Wednesday, August 29, 2007


If you haven't already been 'introduced' to Gill Hicks, allow me to do so. I don't actually know Gill at all, although I know a little about her.

Gill is a survivor of the London July 7th 2005 bombings. Many courageous stories from that day but, for me, none as amazing and inspiring as Gill's story. Gill has a strength and generosity of spirit that I can only dream of.

Coincidentally, I had just finished reading her book 'One Unknown', when I noticed an interview with Gill on television. Two years post 7/7, Gill was talking about forgiveness and her involvement with The Forgiveness Project. A charitable organisation, The Forgiveness Project describes itself on its website as exploring forgiveness, reconciliation and conflict resolution through real-life human experience.

Forgiveness. It is said that forgiving an act frees us from continuing to live with any associated hurt and pain. I understand the logic in that and I do try and and live my life that way. Having said that, I've been pretty fortunate with my experiences in my life. I think Simon Wiesenthal said it best when he said, 'Forgetting is something that time takes care of, but forgiveness is an act of volition, and only the sufferer is qualified to make the decision.'

Ghandi said 'Forgiveness is the attribute of the strong.' Read more stories of incredible strength here.


Donna said...

Wow, what a strong woman.

Forgiveness can be a really tough thing to do, but I understand what you said about how forgiveness frees us from hurt and pain. That's so true, but can be so hard to do. It's definitely worth it, though, if it can be done. Having been in a situation where I needed to forgive two people for what they did to me and a bunch of other people at work, I found that I was able to heal physically and mentally once I started working on forgiveness.

SeaSpray said...

Excellent post! So true!

Coming from the Christian perspective Jesus said we should forgive 70 x 7, meaning indefinitely. To forgive is healing.

The person holding the grudge is the one gnashing their teeth while the other person goes on about their merry way. Who gets hurt in this scenario? What happens to our bodies when we allow ourselves to fill up with bitterness?

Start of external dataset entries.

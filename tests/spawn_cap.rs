use bevy::prelude::*;
use bevy::sprite::ColorMaterial;

use bouncy::core::components::{Ball, SpawnStamp};
use bouncy::core::config::config::GameConfig;
use bouncy::gameplay::spawn::BallSpawnPlugin;
use bouncy::interaction::input::PointerState;

fn spawn_test_app(max_count: usize) -> App {
    let mut app = App::new();
    app.add_plugins(MinimalPlugins);
    let mut cfg = GameConfig::default();
    cfg.balls.max_count = max_count;
    app.insert_resource(cfg);
    app.insert_resource(Assets::<Mesh>::default());
    app.insert_resource(Assets::<ColorMaterial>::default());
    app.init_resource::<PointerState>();
    app.init_resource::<ButtonInput<KeyCode>>();
    app.add_plugins(BallSpawnPlugin);
    // First update runs Startup (circle mesh + drag timer resources).
    app.update();
    app
}

#[test]
fn keyboard_spawns_are_capped_oldest_first() {
    let mut app = spawn_test_app(3);
    // Without the input plugin nothing clears just_pressed, so every update
    // spawns another keyboard ball.
    app.world_mut()
        .resource_mut::<ButtonInput<KeyCode>>()
        .press(KeyCode::Space);
    for _ in 0..6 {
        app.update();
    }
    let world = app.world_mut();
    let count = world.query_filtered::<(), With<Ball>>().iter(world).count();
    assert_eq!(count, 3, "live balls must never exceed balls.max_count");

    let mut stamps: Vec<u64> = world
        .query::<&SpawnStamp>()
        .iter(world)
        .map(|s| s.0)
        .collect();
    stamps.sort_unstable();
    assert_eq!(stamps, vec![3, 4, 5], "the oldest stamps are evicted first");
}

#[test]
fn keyboard_spawn_aims_at_last_pointer_position() {
    let mut app = spawn_test_app(16);
    app.world_mut().resource_mut::<PointerState>().world_pos = Some(Vec2::new(300.0, -150.0));
    app.world_mut()
        .resource_mut::<ButtonInput<KeyCode>>()
        .press(KeyCode::Space);
    app.update();

    let world = app.world_mut();
    let mut q = world.query_filtered::<&bevy_rapier2d::prelude::Velocity, With<Ball>>();
    let vel = q.iter(world).next().expect("one ball spawned").linvel;
    assert!(vel.x > 0.0 && vel.y < 0.0, "velocity should aim at the pointer, got {vel:?}");
}

#[test]
fn pointer_spawn_skipped_without_cursor() {
    let mut app = spawn_test_app(16);
    // Pointer held but no position ever seen: nothing to anchor a spawn to.
    {
        let mut pointer = app.world_mut().resource_mut::<PointerState>();
        pointer.held = true;
        pointer.just_pressed = true;
        pointer.world_pos = None;
    }
    app.update();
    let world = app.world_mut();
    let count = world.query_filtered::<(), With<Ball>>().iter(world).count();
    assert_eq!(count, 0, "no cursor position -> no pointer spawns");
}
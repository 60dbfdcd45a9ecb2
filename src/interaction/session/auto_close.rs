use bevy::prelude::*;

use crate::core::config::GameConfig;

/// Armed only when `window.autoClose` is positive; counts down wall time and
/// then asks the app to exit. Handy for headless smoke runs.
#[derive(Resource, Deref, DerefMut)]
struct SessionDeadline(Timer);

pub struct AutoClosePlugin;

impl Plugin for AutoClosePlugin {
    fn build(&self, app: &mut App) {
        app.add_systems(Startup, arm_deadline).add_systems(
            Update,
            exit_when_elapsed.run_if(resource_exists::<SessionDeadline>),
        );
    }
}

fn arm_deadline(mut commands: Commands, cfg: Res<GameConfig>) {
    let secs = cfg.window.auto_close;
    if secs > 0.0 {
        info!(seconds = secs, "session will auto-close");
        commands.insert_resource(SessionDeadline(Timer::from_seconds(secs, TimerMode::Once)));
    }
}

fn exit_when_elapsed(
    time: Res<Time>,
    mut deadline: ResMut<SessionDeadline>,
    mut ev_exit: EventWriter<AppExit>,
) {
    if deadline.tick(time.delta()).just_finished() {
        info!("auto-close deadline reached, exiting");
        ev_exit.write(AppExit::Success);
    }
}
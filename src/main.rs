use bevy::prelude::*;
use clap::Parser;
use std::path::PathBuf;

use bouncy::interaction::session::config_hot_reload::ConfigReloadSettings;
use bouncy::{GameConfig, GamePlugin};

#[derive(Parser, Debug)]
#[command(about = "Transparent-window bouncing ball playground", version, author)]
struct Args {
    /// Base RON config path.
    #[arg(long, default_value = "assets/config/game.ron")]
    config: PathBuf,
    /// Optional override file layered on top of the base config.
    #[arg(long)]
    local: Option<PathBuf>,
}

/// Stashes config load/validation output until the Bevy logger is live.
#[derive(Resource, Debug, Default)]
struct ConfigReport {
    used: Vec<String>,
    errors: Vec<String>,
    warnings: Vec<String>,
}

fn log_config_report(report: Res<ConfigReport>) {
    for path in &report.used {
        info!("CONFIG loaded: {path}");
    }
    for e in &report.errors {
        warn!("CONFIG load issue: {e}");
    }
    for w in &report.warnings {
        warn!("CONFIG warning: {w}");
    }
}

fn main() {
    let args = Args::parse();
    let mut paths = vec![args.config];
    if let Some(local) = args.local {
        paths.push(local);
    }
    // Missing/broken files degrade to defaults; everything gets logged once
    // the app is up.
    let (cfg, used, errors) = GameConfig::load_layered(&paths);
    let report = ConfigReport {
        used,
        errors,
        warnings: cfg.validate(),
    };

    App::new()
        .insert_resource(cfg.clone())
        .insert_resource(report)
        .insert_resource(ConfigReloadSettings {
            paths,
            interval_secs: 0.5,
        })
        .add_plugins(DefaultPlugins.set(WindowPlugin {
            primary_window: Some(Window {
                title: cfg.window.title.clone(),
                resolution: (cfg.window.width, cfg.window.height).into(),
                resizable: true,
                transparent: cfg.window.transparent,
                decorations: cfg.window.decorations,
                ..default()
            }),
            ..default()
        }))
        .add_plugins(GamePlugin)
        .add_systems(Startup, log_config_report)
        .run();
}
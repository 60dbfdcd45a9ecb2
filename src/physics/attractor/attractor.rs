use bevy::prelude::*;
use bevy::sprite::{ColorMaterial, MeshMaterial2d};
use bevy_rapier2d::prelude::*;

use crate::core::components::Ball;
use crate::core::config::{AttractorConfig, GameConfig};
use crate::core::system::system_order::PrePhysicsSet;
use crate::interaction::input::PointerState;

// ============================= Cursor Field Tunables =============================
/// Z-depth for the field icon (balls render at z=0, markers at z=40).
pub const CURSOR_FIELD_Z: f32 = 80.0;
/// Per-frame acceleration clamp (safety for extreme strengths)
pub const CURSOR_FIELD_MAX_ACCEL: f32 = 25_000.0;
/// Icon radius for the field visual.
pub const CURSOR_FIELD_ICON_RADIUS: f32 = 24.0;

/// Distance falloff applied to the field acceleration.
#[derive(Debug, Clone, Copy, PartialEq, Eq, Reflect)]
pub enum Falloff {
    None,
    InverseLinear,
    InverseSquare,
    SmoothEdge,
}
impl Falloff {
    pub fn from_str(s: &str) -> Option<Self> {
        match s {
            "None" => Some(Self::None),
            "InverseLinear" => Some(Self::InverseLinear),
            "InverseSquare" => Some(Self::InverseSquare),
            "SmoothEdge" => Some(Self::SmoothEdge),
            _ => None,
        }
    }
}

/// The radial force field that chases the pointer.
#[derive(Component, Debug, Clone, Reflect)]
pub struct CursorField {
    pub strength: f32,
    pub radius: f32, // <=0 => infinite
    pub falloff: Falloff,
    pub enabled: bool,
    /// Exponential smoothing rate (1/s); higher snaps harder to the cursor.
    pub smoothing: f32,
    pub radius2: f32, // cached squared radius (0 if infinite)
}
impl CursorField {
    fn from_config(c: &AttractorConfig) -> Self {
        let falloff = Falloff::from_str(&c.falloff).unwrap_or(Falloff::InverseLinear);
        let r2 = if c.radius > 0.0 { c.radius * c.radius } else { 0.0 };
        Self {
            strength: c.strength.max(0.0),
            radius: c.radius,
            falloff,
            enabled: c.enabled,
            smoothing: c.smoothing.max(0.0),
            radius2: r2,
        }
    }
}

/// Event on toggle (debug / overlay consumption)
#[derive(Event, Debug, Clone)]
pub struct FieldToggled {
    pub enabled: bool,
}

pub struct CursorAttractorPlugin;
impl Plugin for CursorAttractorPlugin {
    fn build(&self, app: &mut App) {
        app.register_type::<CursorField>()
            .add_event::<FieldToggled>()
            .add_systems(Startup, spawn_cursor_field)
            .add_systems(
                Update,
                (
                    toggle_field_on_key.in_set(PrePhysicsSet),
                    follow_pointer.after(toggle_field_on_key).in_set(PrePhysicsSet),
                    apply_field_force.after(follow_pointer).in_set(PrePhysicsSet),
                ),
            );
    }
}

fn field_color(enabled: bool) -> Color {
    let alpha = if enabled { 0.85 } else { 0.25 };
    Color::srgba(0.2, 0.4, 0.95, alpha)
}

fn spawn_cursor_field(
    mut commands: Commands,
    mut meshes: ResMut<Assets<Mesh>>,
    mut materials: ResMut<Assets<ColorMaterial>>,
    cfg: Res<GameConfig>,
) {
    let field = CursorField::from_config(&cfg.attractor);
    let mesh = meshes.add(Mesh::from(Circle {
        radius: CURSOR_FIELD_ICON_RADIUS,
    }));
    let mat = materials.add(field_color(field.enabled));
    info!(
        strength = field.strength,
        smoothing = field.smoothing,
        enabled = field.enabled,
        "cursor field spawned"
    );
    commands.spawn((
        field,
        Mesh2d::from(mesh),
        MeshMaterial2d(mat),
        Transform::from_xyz(0.0, 0.0, CURSOR_FIELD_Z),
        GlobalTransform::default(),
        Visibility::Visible,
    ));
}

/// KeyA flips the field on/off and dims the icon accordingly.
fn toggle_field_on_key(
    keys: Res<ButtonInput<KeyCode>>,
    mut q_field: Query<(&mut CursorField, &MeshMaterial2d<ColorMaterial>)>,
    mut materials: ResMut<Assets<ColorMaterial>>,
    mut ew: EventWriter<FieldToggled>,
) {
    if !keys.just_pressed(KeyCode::KeyA) {
        return;
    }
    for (mut field, mat_handle) in q_field.iter_mut() {
        field.enabled = !field.enabled;
        if let Some(mat) = materials.get_mut(&mat_handle.0) {
            mat.color = field_color(field.enabled);
        }
        ew.write(FieldToggled {
            enabled: field.enabled,
        });
        info!(enabled = field.enabled, "cursor field toggled");
    }
}

/// Chase the last known pointer position with exponential smoothing. A
/// disabled field still tracks so re-enabling feels continuous; when the
/// cursor leaves the window the field holds its last smoothed position.
pub fn follow_pointer(
    time: Res<Time>,
    pointer: Res<PointerState>,
    mut q_field: Query<(&mut Transform, &CursorField)>,
) {
    let dt = time.delta_secs();
    if dt <= 0.0 {
        return;
    }
    let Some(target) = pointer.world_pos else {
        return;
    };
    for (mut tf, field) in q_field.iter_mut() {
        let pos = tf.translation.truncate();
        let next = if field.smoothing > 0.0 {
            let blend = 1.0 - (-field.smoothing * dt).exp();
            pos + (target - pos) * blend
        } else {
            target
        };
        tf.translation.x = next.x;
        tf.translation.y = next.y;
    }
}

pub fn apply_field_force(
    time: Res<Time>,
    q_field: Query<(&Transform, &CursorField)>,
    mut q_balls: Query<(&Transform, &mut Velocity), (With<Ball>, Without<CursorField>)>,
) {
    let dt = time.delta_secs();
    if dt <= 0.0 {
        return;
    }
    for (f_tf, field) in q_field.iter() {
        if !field.enabled || field.strength <= 0.0 {
            continue;
        }
        let fpos = f_tf.translation.truncate();
        for (b_tf, mut vel) in q_balls.iter_mut() {
            let bpos = b_tf.translation.truncate();
            let dir = fpos - bpos;
            let dist2 = dir.length_squared();
            if dist2 < 1e-8 {
                continue;
            }
            if field.radius2 > 0.0 && dist2 > field.radius2 {
                continue;
            }
            let dist = dist2.sqrt();
            let base = field.strength;
            let scalar = match field.falloff {
                Falloff::None => base,
                Falloff::InverseLinear => base / (1.0 + dist),
                Falloff::InverseSquare => base / (1.0 + dist2),
                Falloff::SmoothEdge => {
                    if field.radius > 0.0 {
                        let t = (1.0 - dist / field.radius).clamp(0.0, 1.0);
                        base * (t * t * (3.0 - 2.0 * t))
                    } else {
                        base
                    }
                }
            };
            let mut accel = dir.normalize() * scalar;
            if accel.length() > CURSOR_FIELD_MAX_ACCEL {
                accel = accel.normalize() * CURSOR_FIELD_MAX_ACCEL;
            }
            vel.linvel += accel * dt;
        }
    }
}

#[cfg(test)]
mod tests {
    use super::*;
    use bevy::ecs::system::RunSystemOnce;
    use std::time::Duration;

    fn test_field(falloff: Falloff) -> CursorField {
        CursorField {
            strength: 100.0,
            radius: 0.0,
            falloff,
            enabled: true,
            smoothing: 8.0,
            radius2: 0.0,
        }
    }

    fn app_with_time(dt: f32) -> App {
        let mut app = App::new();
        let mut time = Time::<()>::default();
        time.advance_by(Duration::from_secs_f32(dt));
        app.insert_resource(time);
        app
    }

    #[test]
    fn pulls_ball_toward_field() {
        let mut app = app_with_time(0.016);
        app.world_mut()
            .spawn((Transform::from_xyz(0.0, 0.0, 0.0), test_field(Falloff::None)));
        let ball = app
            .world_mut()
            .spawn((
                Ball,
                Transform::from_xyz(100.0, 0.0, 0.0),
                Velocity::linear(Vec2::ZERO),
            ))
            .id();
        app.world_mut()
            .run_system_once(apply_field_force)
            .expect("system runs");
        let vel = app.world().get::<Velocity>(ball).unwrap();
        assert!(
            vel.linvel.x < 0.0,
            "velocity should point toward the field (negative x), got {:?}",
            vel.linvel
        );
    }

    #[test]
    fn disabled_field_applies_nothing() {
        let mut app = app_with_time(0.016);
        let mut field = test_field(Falloff::None);
        field.enabled = false;
        app.world_mut()
            .spawn((Transform::from_xyz(0.0, 0.0, 0.0), field));
        let ball = app
            .world_mut()
            .spawn((
                Ball,
                Transform::from_xyz(100.0, 0.0, 0.0),
                Velocity::linear(Vec2::ZERO),
            ))
            .id();
        app.world_mut()
            .run_system_once(apply_field_force)
            .expect("system runs");
        let vel = app.world().get::<Velocity>(ball).unwrap();
        assert_eq!(vel.linvel, Vec2::ZERO, "disabled field must not push balls");
    }

    #[test]
    fn ball_at_field_center_gets_no_force() {
        let mut app = app_with_time(0.016);
        app.world_mut()
            .spawn((Transform::from_xyz(50.0, 50.0, 0.0), test_field(Falloff::InverseSquare)));
        let ball = app
            .world_mut()
            .spawn((
                Ball,
                Transform::from_xyz(50.0, 50.0, 0.0),
                Velocity::linear(Vec2::ZERO),
            ))
            .id();
        app.world_mut()
            .run_system_once(apply_field_force)
            .expect("system runs");
        let vel = app.world().get::<Velocity>(ball).unwrap();
        assert!(vel.linvel.is_finite(), "no NaN from zero-distance normalize");
        assert_eq!(vel.linvel, Vec2::ZERO);
    }

    #[test]
    fn smoothing_moves_field_partway_to_pointer() {
        let mut app = app_with_time(0.1);
        app.insert_resource(PointerState {
            world_pos: Some(Vec2::new(200.0, 0.0)),
            ..Default::default()
        });
        let field = app
            .world_mut()
            .spawn((Transform::from_xyz(0.0, 0.0, CURSOR_FIELD_Z), test_field(Falloff::None)))
            .id();
        app.world_mut()
            .run_system_once(follow_pointer)
            .expect("system runs");
        let x = app.world().get::<Transform>(field).unwrap().translation.x;
        assert!(
            x > 0.0 && x < 200.0,
            "field should move part of the way toward the pointer, got x={x}"
        );
        // blend = 1 - exp(-0.8) ~= 0.5507
        let expected = 200.0 * (1.0 - (-0.8f32).exp());
        assert!(
            (x - expected).abs() < 1.0,
            "exponential smoothing step expected ~{expected}, got {x}"
        );
    }
}
pub mod pointer;

pub use pointer::{PointerPlugin, PointerState};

But when we forgive - it releases all that negativity, freeing up our mind body and spirit to focus on more positive, productive, and nurturing things and sends that ripple of good forward.

been there myself! :)

HP - Try again - I put the joke back up. If it disappears again then well...I guess the joke is on me and I will do something else.

HP said...

Hi Donna,
Agree totally...very tough..that's why I expressly left out the first part of Ghandi's words on foregiveness...that the weak can never forgive...No doubt that forgiveness requires an inner strength but I don't think an inability to forgive translates to weakness.

Hi Seaspray,
In the interview, they talked about forgiveness as 'letting go of the poison.' A reasonable analogy.